Mechanical Solutions Incorporated designed a platform for testing axial fans at different speeds. The platform was designed to avoid any natural frequencies within the test speed range of the fans. A number of design iterations were required until a design was proposed that could satisfy the frequency criteria (safety margin from major excitation sources) without creating an excessively large and heavy structure.

Figure 1: Example of an Optimized Linkage Part Using GTAM Software

Mechanical Solutions approached CAE Associates to ask if we could develop a methodology that would allow them to come up with a lighter-weight design with less time and effort.  CAE Associates proposed a method that uses the Genesis Topological Optimization for ANSYS Mechanical (GTAM) software developed by Vanderplaats, Inc.  This is an ACT extension within Mechanical that provides an easy-to-use interface and connection to the Genesis topological optimization software. The user sets up a finite element model starting with material properties, loads, boundary conditions, and simplified geometry. The optimization routine carves away material to obtain objectives while satisfying a set of user-specified constraint conditions. The GTAM interface provides menus for defining design regions, constraints, and objectives, for running the optimization software, and for post-process the optimized solution. Optimized geometry can then be exported in STL format for further geometry development, or even 3D printing.  An example of a linkage part optimized to minimize weight is shown in Figure 1. The starting geometry is a simple domain of material with the features needed for applying loads and constraints.  The optimized shape is the optimized topology that minimizes weight while satisfying stress limits. The final geometry is based on the optimized shape but recreated in a form that can be dimensioned and machined.

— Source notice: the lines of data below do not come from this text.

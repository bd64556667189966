#![deny(bare_trait_objects)]

//! 2D vector drawing in device or percentage coordinates.
//!
//! Shapes, text and images are described against a surface of arbitrary size,
//! either directly in device units or in percentage space where both axes go
//! from 0 to 100 with the origin at the bottom-left corner. Drawing produces a
//! list of path and paint operations that an external rasterizer consumes.
//!
//! # Crates
//!
//! This meta-crate (`pctdraw`) reexports the following sub-crates for convenience:
//!
//! * **pctdraw_geom** - Math types, percentage and polar coordinate conversions,
//!   affine transforms and bézier curve sampling.
//! * **pctdraw_path** - Paths, the path builder and the curve approximations of
//!   circles, ellipses, arcs and polygons.
//! * **pctdraw_canvas** - The drawing context: surfaces, the transform stack,
//!   drawing primitives and the backend seam.
//!
//! Each `pctdraw_<name>` crate is reexported as a `<name>` module in `pctdraw`.
//!
//! # Feature flags
//!
//! serialization using serde can be enabled with the `serialization` feature flag
//! (disabled by default).
//!
//! # Examples
//!
//! ## Drawing in percentage space
//!
//! ```
//! use pctdraw::canvas::{Color, DrawContext, DrawOp, Surface};
//!
//! let mut ctx = DrawContext::new(Surface::new(1000.0, 800.0));
//! ctx.background(Color::WHITE);
//!
//! // Concentric dots around the center, kept circular despite the aspect ratio.
//! for i in 0..12 {
//!     let p = ctx.polar_degrees(50.0, 50.0, 30.0, i as f32 * 30.0);
//!     ctx.circle(p.x, p.y, 2.0, Color::rgb(40, 90, 200));
//! }
//!
//! let frame = ctx.finish().unwrap();
//! assert_eq!(frame.ops().len(), 13);
//! assert!(matches!(frame.ops()[1], DrawOp::Fill { .. }));
//! ```
//!
//! ## Building a path
//!
//! ```
//! use pctdraw::math::point;
//! use pctdraw::path::{ArcOptions, ArcStyle, Path};
//! use pctdraw::path::traits::PathBuilder;
//! use pctdraw::math::Angle;
//!
//! let mut builder = Path::builder();
//! builder.add_circle(point(0.0, 0.0), 10.0);
//! builder.add_arc(
//!     point(50.0, 0.0),
//!     20.0,
//!     Angle::degrees(0.0),
//!     Angle::degrees(120.0),
//!     ArcStyle::Open,
//!     &ArcOptions::DEFAULT,
//! );
//! let path = builder.build();
//!
//! assert!(!path.is_closed());
//! ```

pub use pctdraw_canvas as canvas;
pub use pctdraw_geom as geom;
pub use pctdraw_path as path;

pub use pctdraw_geom::math;
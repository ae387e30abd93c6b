//! Priority-ordered aggregation of sources into one queryable snapshot.
//!
//! The [`Manager`] keeps its registered sources sorted by ascending priority
//! and always exports the sequential merge of their trees in that order, so
//! a higher priority is merged later and wins on conflicting leaves. Every
//! change to the registration list rebuilds the snapshot from scratch and
//! then diffs each observed path against its recorded baseline.
//!
//! # Locking
//!
//! One mutex guards the source list, the observers and the snapshot. It is
//! held for the whole of a registration change and its rebuild, but observer
//! callbacks are collected and invoked only after it has been released, so a
//! callback may call back into the manager.
//!
//! # Polling
//!
//! With [`start_polling`](Manager::start_polling), a background thread calls
//! [`ObservableSource::reload`](crate::source::ObservableSource::reload) on
//! every observable source once per period and rebuilds once if any of them
//! reported a change. Reload errors are logged and otherwise ignored.

use std::borrow::Cow;
use std::mem;
use std::sync::Arc;
use std::sync::mpsc::{self, RecvTimeoutError};
use std::thread::{self, JoinHandle};
use std::time::Duration;

use parking_lot::Mutex;
use tracing::{debug, info, warn};

use crate::error::{ConfigError, Result};
use crate::partial::{ConfigRead, DEFAULT_SEPARATOR, Partial};
use crate::source::{PartialProvider, Source};
use crate::value::Value;

type Callback = Arc<dyn Fn(&Value, &Value) + Send + Sync>;

struct Registration {
    id: String,
    priority: i64,
    source: Arc<dyn Source>,
}

struct Observer {
    path: String,
    value: Value,
    callback: Callback,
}

/// A change to report once the lock is released.
struct Notification {
    callback: Callback,
    old: Value,
    new: Value,
}

impl Notification {
    fn fire(self) {
        (self.callback)(&self.old, &self.new);
    }
}

#[derive(Default)]
struct State {
    sources: Vec<Registration>,
    observers: Vec<Observer>,
    partial: Partial,
}

struct Inner {
    separator: String,
    state: Mutex<State>,
}

impl Inner {
    /// Merge every source from scratch, then diff the observers.
    fn rebuild(&self, state: &mut State) -> Vec<Notification> {
        let mut partial = Partial::new();
        for registration in &state.sources {
            partial.merge(registration.source.partial());
        }
        state.partial = partial;
        debug!(sources = state.sources.len(), "rebuilt snapshot");

        let mut pending = Vec::new();
        for observer in &mut state.observers {
            let Ok(current) = state.partial.resolve(&observer.path, &self.separator) else {
                continue;
            };
            if *current != observer.value {
                let new = current.into_owned();
                let old = mem::replace(&mut observer.value, new.clone());
                pending.push(Notification {
                    callback: observer.callback.clone(),
                    old,
                    new,
                });
            }
        }
        pending
    }

    /// Run `change` and the rebuild under the lock, then notify outside it.
    fn mutate<T>(&self, change: impl FnOnce(&mut State) -> Result<T>) -> Result<T> {
        let (result, pending) = {
            let mut state = self.state.lock();
            let result = change(&mut state)?;
            let pending = self.rebuild(&mut state);
            (result, pending)
        };
        for notification in pending {
            notification.fire();
        }
        Ok(result)
    }

    /// One polling round. Sources reload outside the manager lock; each one
    /// guards its own tree.
    fn poll(&self) -> bool {
        let sources: Vec<(String, Arc<dyn Source>)> = self
            .state
            .lock()
            .sources
            .iter()
            .map(|r| (r.id.clone(), r.source.clone()))
            .collect();

        let mut changed = false;
        for (id, source) in &sources {
            let Some(observable) = source.as_observable() else {
                continue;
            };
            match observable.reload() {
                Ok(true) => {
                    debug!(id = %id, "source reloaded");
                    changed = true;
                }
                Ok(false) => {}
                Err(e) => warn!(id = %id, error = %e, "source reload failed"),
            }
        }

        if changed {
            let pending = {
                let mut state = self.state.lock();
                self.rebuild(&mut state)
            };
            for notification in pending {
                notification.fire();
            }
        }
        changed
    }
}

struct Poller {
    stop: mpsc::Sender<()>,
    handle: JoinHandle<()>,
}

impl Poller {
    fn start(inner: Arc<Inner>, period: Duration) -> Self {
        let (stop, ticks) = mpsc::channel();
        let handle = thread::spawn(move || {
            loop {
                match ticks.recv_timeout(period) {
                    Err(RecvTimeoutError::Timeout) => {
                        inner.poll();
                    }
                    Ok(()) | Err(RecvTimeoutError::Disconnected) => break,
                }
            }
        });
        Self { stop, handle }
    }

    fn stop(self) {
        let _ = self.stop.send(());
        // a callback running on the poller thread may be the one closing us
        if self.handle.thread().id() != thread::current().id() {
            let _ = self.handle.join();
        }
    }
}

pub struct Manager {
    inner: Arc<Inner>,
    poller: Mutex<Option<Poller>>,
}

impl Default for Manager {
    fn default() -> Self {
        Self::new()
    }
}

impl Manager {
    pub fn new() -> Self {
        Self::with_separator(DEFAULT_SEPARATOR)
    }

    pub fn with_separator(separator: &str) -> Self {
        Self {
            inner: Arc::new(Inner {
                separator: separator.to_string(),
                state: Mutex::new(State::default()),
            }),
            poller: Mutex::new(None),
        }
    }

    pub fn separator(&self) -> &str {
        &self.inner.separator
    }

    // -- Sources -------------------------------------------------------------

    /// Register `source` under a unique `id`.
    ///
    /// Sources are kept in ascending priority order; among equal priorities
    /// the earlier registration is merged first.
    pub fn add_source(&self, id: &str, priority: i64, source: Arc<dyn Source>) -> Result<()> {
        self.inner.mutate(|state| {
            if state.sources.iter().any(|r| r.id == id) {
                return Err(ConfigError::DuplicateSource(id.to_string()));
            }
            state.sources.push(Registration {
                id: id.to_string(),
                priority,
                source,
            });
            state.sources.sort_by_key(|r| r.priority);
            info!(id, priority, "source registered");
            Ok(())
        })
    }

    /// Unregister and close the source with this id. Unknown ids are a no-op.
    ///
    /// The snapshot is rebuilt even when closing fails; the close error is
    /// then returned.
    pub fn remove_source(&self, id: &str) -> Result<()> {
        self.inner.mutate(|state| {
            let Some(index) = state.sources.iter().position(|r| r.id == id) else {
                return Ok(Ok(()));
            };
            let removed = state.sources.remove(index);
            info!(id, "source removed");
            Ok(removed.source.close())
        })?
    }

    /// Unregister and close every source. All sources are closed; the first
    /// close error, if any, is returned.
    pub fn remove_all_sources(&self) -> Result<()> {
        self.inner.mutate(|state| {
            let removed = mem::take(&mut state.sources);
            info!(count = removed.len(), "all sources removed");
            let mut outcome = Ok(());
            for registration in removed {
                let closed = registration.source.close();
                if outcome.is_ok() {
                    outcome = closed;
                }
            }
            Ok(outcome)
        })?
    }

    /// Change the priority of a registered source.
    pub fn source_priority(&self, id: &str, priority: i64) -> Result<()> {
        self.inner.mutate(|state| {
            let registration = state
                .sources
                .iter_mut()
                .find(|r| r.id == id)
                .ok_or_else(|| ConfigError::SourceNotFound(id.to_string()))?;
            registration.priority = priority;
            state.sources.sort_by_key(|r| r.priority);
            info!(id, priority, "source priority changed");
            Ok(())
        })
    }

    pub fn has_source(&self, id: &str) -> bool {
        self.inner.state.lock().sources.iter().any(|r| r.id == id)
    }

    pub fn source(&self, id: &str) -> Result<Arc<dyn Source>> {
        self.inner
            .state
            .lock()
            .sources
            .iter()
            .find(|r| r.id == id)
            .map(|r| r.source.clone())
            .ok_or_else(|| ConfigError::SourceNotFound(id.to_string()))
    }

    /// Registered ids, lowest priority first.
    pub fn source_ids(&self) -> Vec<String> {
        self.inner
            .state
            .lock()
            .sources
            .iter()
            .map(|r| r.id.clone())
            .collect()
    }

    // -- Observers -----------------------------------------------------------

    /// Call `callback(old, new)` whenever the value at `path` changes.
    ///
    /// The path must resolve now. While a later snapshot doesn't contain the
    /// path the observer stays registered but silent.
    pub fn add_observer<F>(&self, path: &str, callback: F) -> Result<()>
    where
        F: Fn(&Value, &Value) + Send + Sync + 'static,
    {
        let mut state = self.inner.state.lock();
        let value = state
            .partial
            .resolve(path, &self.inner.separator)?
            .into_owned();
        state.observers.push(Observer {
            path: path.to_string(),
            value,
            callback: Arc::new(callback),
        });
        debug!(path, "observer added");
        Ok(())
    }

    /// Drop the first observer registered at exactly `path`, if any.
    pub fn remove_observer(&self, path: &str) {
        let mut state = self.inner.state.lock();
        if let Some(index) = state.observers.iter().position(|o| o.path == path) {
            state.observers.remove(index);
        }
    }

    // -- Snapshot ------------------------------------------------------------

    /// A deep copy of the current merged tree.
    pub fn snapshot(&self) -> Partial {
        self.inner.state.lock().partial.clone()
    }

    /// Run one polling round now. Returns whether any source reported a change.
    pub fn reload(&self) -> bool {
        self.inner.poll()
    }

    // -- Lifecycle -----------------------------------------------------------

    /// Start the background poller, replacing any running one.
    pub fn start_polling(&self, period: Duration) {
        let mut poller = self.poller.lock();
        if let Some(previous) = poller.take() {
            previous.stop();
        }
        *poller = Some(Poller::start(self.inner.clone(), period));
        info!(period_ms = period.as_millis() as u64, "polling started");
    }

    pub fn stop_polling(&self) {
        if let Some(poller) = self.poller.lock().take() {
            poller.stop();
            info!("polling stopped");
        }
    }

    pub fn is_polling(&self) -> bool {
        self.poller.lock().is_some()
    }

    /// Stop polling and close every source. The first close error aborts the
    /// remaining closes.
    pub fn close(&self) -> Result<()> {
        self.stop_polling();
        let state = self.inner.state.lock();
        for registration in &state.sources {
            registration.source.close()?;
        }
        Ok(())
    }
}

impl Drop for Manager {
    fn drop(&mut self) {
        self.stop_polling();
    }
}

impl ConfigRead for Manager {
    fn get(&self, path: &str) -> Result<Value> {
        self.inner
            .state
            .lock()
            .partial
            .resolve(path, &self.inner.separator)
            .map(Cow::into_owned)
    }
}

impl PartialProvider for Manager {
    fn export(&self) -> Partial {
        self.snapshot()
    }
}
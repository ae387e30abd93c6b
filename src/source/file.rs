//! Single-file sources.
//!
//! [`FileSource`] decodes its file once, at construction.
//! [`ObservableFileSource`] records the file's modification time and only
//! decodes again once that time has strictly advanced. The recorded time
//! starts at the Unix epoch, so the first check always loads.

use std::fs::File;
use std::path::{Path, PathBuf};
use std::sync::Arc;
use std::time::SystemTime;

use parking_lot::Mutex;
use tracing::debug;

use crate::decoder::DecoderFactory;
use crate::error::{ConfigError, Result};
use crate::partial::Partial;
use crate::types::kind;
use crate::value::Value;

use super::factory::{Args, Description, SourceContext, SourceStrategy};
use super::{ObservableSource, Source, SourceTree};

/// Open `path` and decode it completely with the decoder for `format`.
pub(crate) fn load_file(path: &Path, format: &str, decoders: &DecoderFactory) -> Result<Partial> {
    let file = File::open(path).map_err(|e| ConfigError::io(path, e))?;
    let partial = decoders.decode(format, Box::new(file))?;
    debug!(path = %path.display(), format, "decoded file");
    Ok(partial)
}

fn modified(path: &Path) -> Result<SystemTime> {
    std::fs::metadata(path)
        .and_then(|meta| meta.modified())
        .map_err(|e| ConfigError::io(path, e))
}

pub struct FileSource {
    path: PathBuf,
    tree: SourceTree,
}

impl FileSource {
    pub fn new(
        path: impl Into<PathBuf>,
        format: &str,
        decoders: &DecoderFactory,
        separator: &str,
    ) -> Result<Self> {
        let path = path.into();
        let partial = load_file(&path, format, decoders)?;
        Ok(Self {
            tree: SourceTree::new(partial, separator),
            path,
        })
    }

    pub fn path(&self) -> &Path {
        &self.path
    }
}

impl Source for FileSource {
    fn tree(&self) -> &SourceTree {
        &self.tree
    }
}

pub struct ObservableFileSource {
    path: PathBuf,
    format: String,
    decoders: Arc<DecoderFactory>,
    last_modified: Mutex<SystemTime>,
    tree: SourceTree,
}

impl ObservableFileSource {
    pub fn new(
        path: impl Into<PathBuf>,
        format: &str,
        decoders: Arc<DecoderFactory>,
        separator: &str,
    ) -> Result<Self> {
        let source = Self {
            path: path.into(),
            format: format.to_string(),
            decoders,
            last_modified: Mutex::new(SystemTime::UNIX_EPOCH),
            tree: SourceTree::new(Partial::new(), separator),
        };
        source.reload()?;
        Ok(source)
    }

    pub fn path(&self) -> &Path {
        &self.path
    }
}

impl Source for ObservableFileSource {
    fn tree(&self) -> &SourceTree {
        &self.tree
    }

    fn as_observable(&self) -> Option<&dyn ObservableSource> {
        Some(self)
    }
}

impl ObservableSource for ObservableFileSource {
    fn reload(&self) -> Result<bool> {
        let mut last = self.last_modified.lock();
        let current = modified(&self.path)?;
        if current <= *last {
            return Ok(false);
        }

        let partial = load_file(&self.path, &self.format, &self.decoders)?;
        self.tree.replace(partial);
        *last = current;
        Ok(true)
    }
}

// -- Strategies --------------------------------------------------------------

/// `file`: positional `[path, format?]`; description fields `path`, `format`.
pub struct FileStrategy {
    context: Arc<SourceContext>,
}

impl FileStrategy {
    pub fn new(context: Arc<SourceContext>) -> Self {
        Self { context }
    }

    fn build(&self, path: String, format: String) -> Result<Arc<dyn Source>> {
        let source = FileSource::new(
            path,
            &format,
            &self.context.decoders,
            &self.context.separator,
        )?;
        Ok(Arc::new(source))
    }
}

impl SourceStrategy for FileStrategy {
    fn accepts(&self, name: &str) -> bool {
        name == kind::FILE
    }

    fn create(&self, args: &[Value]) -> Result<Arc<dyn Source>> {
        let args = Args::new(kind::FILE, args);
        self.build(
            args.string(0, "path")?,
            args.string_or(1, "format", &self.context.file_format)?,
        )
    }

    fn create_from_config(&self, config: &Partial) -> Result<Arc<dyn Source>> {
        let desc = Description::new(kind::FILE, config);
        self.build(
            desc.string("path")?,
            desc.string_or("format", &self.context.file_format)?,
        )
    }
}

/// `observable-file`: same arguments as `file`.
pub struct ObservableFileStrategy {
    context: Arc<SourceContext>,
}

impl ObservableFileStrategy {
    pub fn new(context: Arc<SourceContext>) -> Self {
        Self { context }
    }

    fn build(&self, path: String, format: String) -> Result<Arc<dyn Source>> {
        let source = ObservableFileSource::new(
            path,
            &format,
            self.context.decoders.clone(),
            &self.context.separator,
        )?;
        Ok(Arc::new(source))
    }
}

impl SourceStrategy for ObservableFileStrategy {
    fn accepts(&self, name: &str) -> bool {
        name == kind::OBSERVABLE_FILE
    }

    fn create(&self, args: &[Value]) -> Result<Arc<dyn Source>> {
        let args = Args::new(kind::OBSERVABLE_FILE, args);
        self.build(
            args.string(0, "path")?,
            args.string_or(1, "format", &self.context.file_format)?,
        )
    }

    fn create_from_config(&self, config: &Partial) -> Result<Arc<dyn Source>> {
        let desc = Description::new(kind::OBSERVABLE_FILE, config);
        self.build(
            desc.string("path")?,
            desc.string_or("format", &self.context.file_format)?,
        )
    }
}
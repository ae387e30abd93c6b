//! The dynamic value stored at every node of a [`Partial`].
//!
//! Decoders never build values by hand: every supported format goes through
//! the [`Deserialize`] impl below, which is where format differences get
//! normalized away:
//!
//! - Floats with no fractional part become [`Value::Int`], so `port: 8080.0`
//!   in one format and `"port": 8080` in another read back the same.
//! - Unsigned integers that fit in `i64` become [`Value::Int`].
//! - Non-string map keys (YAML allows `1: one`) are stringified.
//! - TOML datetimes become their RFC3339 string.

use std::collections::BTreeMap;
use std::fmt;

use serde::de::{self, Deserialize, Deserializer, MapAccess, SeqAccess, Visitor};
use serde::ser::{Serialize, SerializeMap, SerializeSeq, Serializer};

use crate::partial::Partial;

#[derive(Debug, Clone, PartialEq, Default)]
pub enum Value {
    #[default]
    Null,
    Bool(bool),
    Int(i64),
    Float(f64),
    String(String),
    List(Vec<Value>),
    Partial(Partial),
}

impl Value {
    /// Short name of the variant, used in conversion errors.
    pub fn type_name(&self) -> &'static str {
        match self {
            Value::Null => "null",
            Value::Bool(_) => "bool",
            Value::Int(_) => "int",
            Value::Float(_) => "float",
            Value::String(_) => "string",
            Value::List(_) => "list",
            Value::Partial(_) => "partial",
        }
    }

    pub fn as_str(&self) -> Option<&str> {
        match self {
            Value::String(s) => Some(s),
            _ => None,
        }
    }

    pub fn as_partial(&self) -> Option<&Partial> {
        match self {
            Value::Partial(p) => Some(p),
            _ => None,
        }
    }

    pub fn as_list(&self) -> Option<&[Value]> {
        match self {
            Value::List(l) => Some(l),
            _ => None,
        }
    }

    pub fn is_partial(&self) -> bool {
        matches!(self, Value::Partial(_))
    }
}

impl fmt::Display for Value {
    fn fmt(&self, f: &mut fmt::Formatter<'_>) -> fmt::Result {
        match self {
            Value::Null => write!(f, "null"),
            Value::Bool(b) => write!(f, "{b}"),
            Value::Int(i) => write!(f, "{i}"),
            Value::Float(x) => write!(f, "{x}"),
            Value::String(s) => write!(f, "\"{s}\""),
            Value::List(items) => {
                write!(f, "[")?;
                for (i, item) in items.iter().enumerate() {
                    if i > 0 {
                        write!(f, ", ")?;
                    }
                    write!(f, "{item}")?;
                }
                write!(f, "]")
            }
            Value::Partial(p) => {
                write!(f, "{{")?;
                for (i, (key, value)) in p.iter().enumerate() {
                    if i > 0 {
                        write!(f, ", ")?;
                    }
                    write!(f, "{key}: {value}")?;
                }
                write!(f, "}}")
            }
        }
    }
}

impl From<bool> for Value {
    fn from(v: bool) -> Self {
        Value::Bool(v)
    }
}

impl From<i64> for Value {
    fn from(v: i64) -> Self {
        Value::Int(v)
    }
}

impl From<i32> for Value {
    fn from(v: i32) -> Self {
        Value::Int(v as i64)
    }
}

impl From<f64> for Value {
    fn from(v: f64) -> Self {
        Value::Float(v)
    }
}

impl From<&str> for Value {
    fn from(v: &str) -> Self {
        Value::String(v.to_string())
    }
}

impl From<String> for Value {
    fn from(v: String) -> Self {
        Value::String(v)
    }
}

impl From<Partial> for Value {
    fn from(v: Partial) -> Self {
        Value::Partial(v)
    }
}

impl<T: Into<Value>> From<Vec<T>> for Value {
    fn from(v: Vec<T>) -> Self {
        Value::List(v.into_iter().map(Into::into).collect())
    }
}

// -- Serialization -----------------------------------------------------------

impl Serialize for Value {
    fn serialize<S: Serializer>(&self, serializer: S) -> Result<S::Ok, S::Error> {
        match self {
            Value::Null => serializer.serialize_unit(),
            Value::Bool(b) => serializer.serialize_bool(*b),
            Value::Int(i) => serializer.serialize_i64(*i),
            Value::Float(x) => serializer.serialize_f64(*x),
            Value::String(s) => serializer.serialize_str(s),
            Value::List(items) => {
                let mut seq = serializer.serialize_seq(Some(items.len()))?;
                for item in items {
                    seq.serialize_element(item)?;
                }
                seq.end()
            }
            Value::Partial(p) => p.serialize(serializer),
        }
    }
}

impl Serialize for Partial {
    fn serialize<S: Serializer>(&self, serializer: S) -> Result<S::Ok, S::Error> {
        let mut map = serializer.serialize_map(Some(self.len()))?;
        for (key, value) in self.iter() {
            map.serialize_entry(key, value)?;
        }
        map.end()
    }
}

// -- Deserialization ---------------------------------------------------------

/// Key under which `toml` hands a datetime to `deserialize_any`, as a
/// one-entry map holding its RFC3339 text.
const TOML_DATETIME_KEY: &str = "$__toml_private_datetime";

struct ValueVisitor;

impl<'de> Visitor<'de> for ValueVisitor {
    type Value = Value;

    fn expecting(&self, f: &mut fmt::Formatter<'_>) -> fmt::Result {
        f.write_str("a configuration value")
    }

    fn visit_bool<E: de::Error>(self, v: bool) -> Result<Value, E> {
        Ok(Value::Bool(v))
    }

    fn visit_i64<E: de::Error>(self, v: i64) -> Result<Value, E> {
        Ok(Value::Int(v))
    }

    fn visit_u64<E: de::Error>(self, v: u64) -> Result<Value, E> {
        Ok(match i64::try_from(v) {
            Ok(i) => Value::Int(i),
            Err(_) => Value::Float(v as f64),
        })
    }

    fn visit_f64<E: de::Error>(self, v: f64) -> Result<Value, E> {
        Ok(normalize_float(v))
    }

    fn visit_str<E: de::Error>(self, v: &str) -> Result<Value, E> {
        Ok(Value::String(v.to_string()))
    }

    fn visit_string<E: de::Error>(self, v: String) -> Result<Value, E> {
        Ok(Value::String(v))
    }

    fn visit_unit<E: de::Error>(self) -> Result<Value, E> {
        Ok(Value::Null)
    }

    fn visit_none<E: de::Error>(self) -> Result<Value, E> {
        Ok(Value::Null)
    }

    fn visit_some<D: Deserializer<'de>>(self, deserializer: D) -> Result<Value, D::Error> {
        Value::deserialize(deserializer)
    }

    fn visit_seq<A: SeqAccess<'de>>(self, mut seq: A) -> Result<Value, A::Error> {
        let mut items = Vec::with_capacity(seq.size_hint().unwrap_or(0));
        while let Some(item) = seq.next_element::<Value>()? {
            items.push(item);
        }
        Ok(Value::List(items))
    }

    fn visit_map<A: MapAccess<'de>>(self, mut map: A) -> Result<Value, A::Error> {
        let mut entries = BTreeMap::new();
        while let Some(MapKey(key)) = map.next_key::<MapKey>()? {
            if entries.is_empty() && key == TOML_DATETIME_KEY {
                return Ok(Value::String(map.next_value::<String>()?));
            }
            let value = map.next_value::<Value>()?;
            entries.insert(key, value);
        }
        Ok(Value::Partial(Partial::from(entries)))
    }
}

impl<'de> Deserialize<'de> for Value {
    fn deserialize<D: Deserializer<'de>>(deserializer: D) -> Result<Self, D::Error> {
        deserializer.deserialize_any(ValueVisitor)
    }
}

impl<'de> Deserialize<'de> for Partial {
    fn deserialize<D: Deserializer<'de>>(deserializer: D) -> Result<Self, D::Error> {
        match Value::deserialize(deserializer)? {
            Value::Partial(p) => Ok(p),
            Value::Null => Ok(Partial::new()),
            other => Err(de::Error::invalid_type(
                de::Unexpected::Other(other.type_name()),
                &"a mapping",
            )),
        }
    }
}

/// Integral floats collapse to integers; everything else stays a float.
fn normalize_float(v: f64) -> Value {
    if crate::partial::fits_i64(v) {
        Value::Int(v as i64)
    } else {
        Value::Float(v)
    }
}

/// Map key that accepts any scalar and stringifies it.
struct MapKey(String);

impl<'de> Deserialize<'de> for MapKey {
    fn deserialize<D: Deserializer<'de>>(deserializer: D) -> Result<Self, D::Error> {
        struct KeyVisitor;

        impl<'de> Visitor<'de> for KeyVisitor {
            type Value = MapKey;

            fn expecting(&self, f: &mut fmt::Formatter<'_>) -> fmt::Result {
                f.write_str("a scalar map key")
            }

            fn visit_bool<E: de::Error>(self, v: bool) -> Result<MapKey, E> {
                Ok(MapKey(v.to_string()))
            }

            fn visit_i64<E: de::Error>(self, v: i64) -> Result<MapKey, E> {
                Ok(MapKey(v.to_string()))
            }

            fn visit_u64<E: de::Error>(self, v: u64) -> Result<MapKey, E> {
                Ok(MapKey(v.to_string()))
            }

            fn visit_f64<E: de::Error>(self, v: f64) -> Result<MapKey, E> {
                Ok(MapKey(v.to_string()))
            }

            fn visit_str<E: de::Error>(self, v: &str) -> Result<MapKey, E> {
                Ok(MapKey(v.to_string()))
            }

            fn visit_string<E: de::Error>(self, v: String) -> Result<MapKey, E> {
                Ok(MapKey(v))
            }

            fn visit_unit<E: de::Error>(self) -> Result<MapKey, E> {
                Ok(MapKey("null".to_string()))
            }
        }

        deserializer.deserialize_any(KeyVisitor)
    }
}

#[cfg(test)]
mod tests {
    use super::*;

    #[test]
    fn integral_float_becomes_int() {
        let value: Value = serde_json::from_str("8080.0").unwrap();
        assert_eq!(value, Value::Int(8080));
    }

    #[test]
    fn fractional_float_stays_float() {
        let value: Value = serde_json::from_str("1.5").unwrap();
        assert_eq!(value, Value::Float(1.5));
    }

    #[test]
    fn large_unsigned_falls_back_to_float() {
        let value: Value = serde_json::from_str("18446744073709551615").unwrap();
        assert!(matches!(value, Value::Float(_)));
    }

    #[test]
    fn yaml_integer_keys_are_stringified() {
        let value: Value = serde_yaml::from_str("1: one\ntrue: yes\n").unwrap();
        let partial = value.as_partial().unwrap();
        assert_eq!(partial.get_value("1"), Some(&Value::from("one")));
        assert_eq!(partial.get_value("true"), Some(&Value::from("yes")));
    }

    #[test]
    fn null_deserializes_to_null() {
        let value: Value = serde_json::from_str("null").unwrap();
        assert_eq!(value, Value::Null);
    }

    #[test]
    fn partial_from_null_is_empty() {
        let partial: Partial = serde_yaml::from_str("~").unwrap();
        assert!(partial.is_empty());
    }

    #[test]
    fn partial_from_scalar_is_rejected() {
        let result: Result<Partial, _> = serde_json::from_str("42");
        assert!(result.is_err());
    }

    #[test]
    fn serialize_roundtrips_through_json() {
        let mut partial = Partial::new();
        partial.insert("name", "svc");
        partial.insert("ports", vec![80, 443]);
        let json = serde_json::to_string(&Value::Partial(partial.clone())).unwrap();
        let back: Partial = serde_json::from_str(&json).unwrap();
        assert_eq!(back, partial);
    }

    #[test]
    fn display_is_compact() {
        let mut partial = Partial::new();
        partial.insert("a", 1);
        partial.insert("b", vec!["x"]);
        assert_eq!(Value::Partial(partial).to_string(), "{a: 1, b: [\"x\"]}");
    }
}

Figure 2: Optimized Test Rig Platform

CAE Associates started with a solid block of material representing the geometric boundaries of the test rig platform (top left image in Figure 2). All external rigid bodies, point masses, and constraints were assigned. The topological optimization was set up to minimize the mass fraction while limiting the natural frequencies of the lowest modes to values greater than the lowest frequencies of the current design. The optimized solution is shown in the center of the Figure 2 (Optimized Shape). From this solution, the geometry was reconstructed using beams and shells (Final Geometry, Figure 2). The total weight of this design was 22% lighter than their original design and required considerably less design effort. This methodology was presented to Mechanical Solutions as an effective way to reduce weight, cost, and design time for their test platforms and for other parts they design.

"In order to meet the weight and structural natural frequency constraints, CAE Associates provided an efficient tool which streamlined the design of a specialized testing platform, saving the company time and money over manually iterating the design and analysis process." - Vlad Skidelsky, Mechanical Solutions, Inc.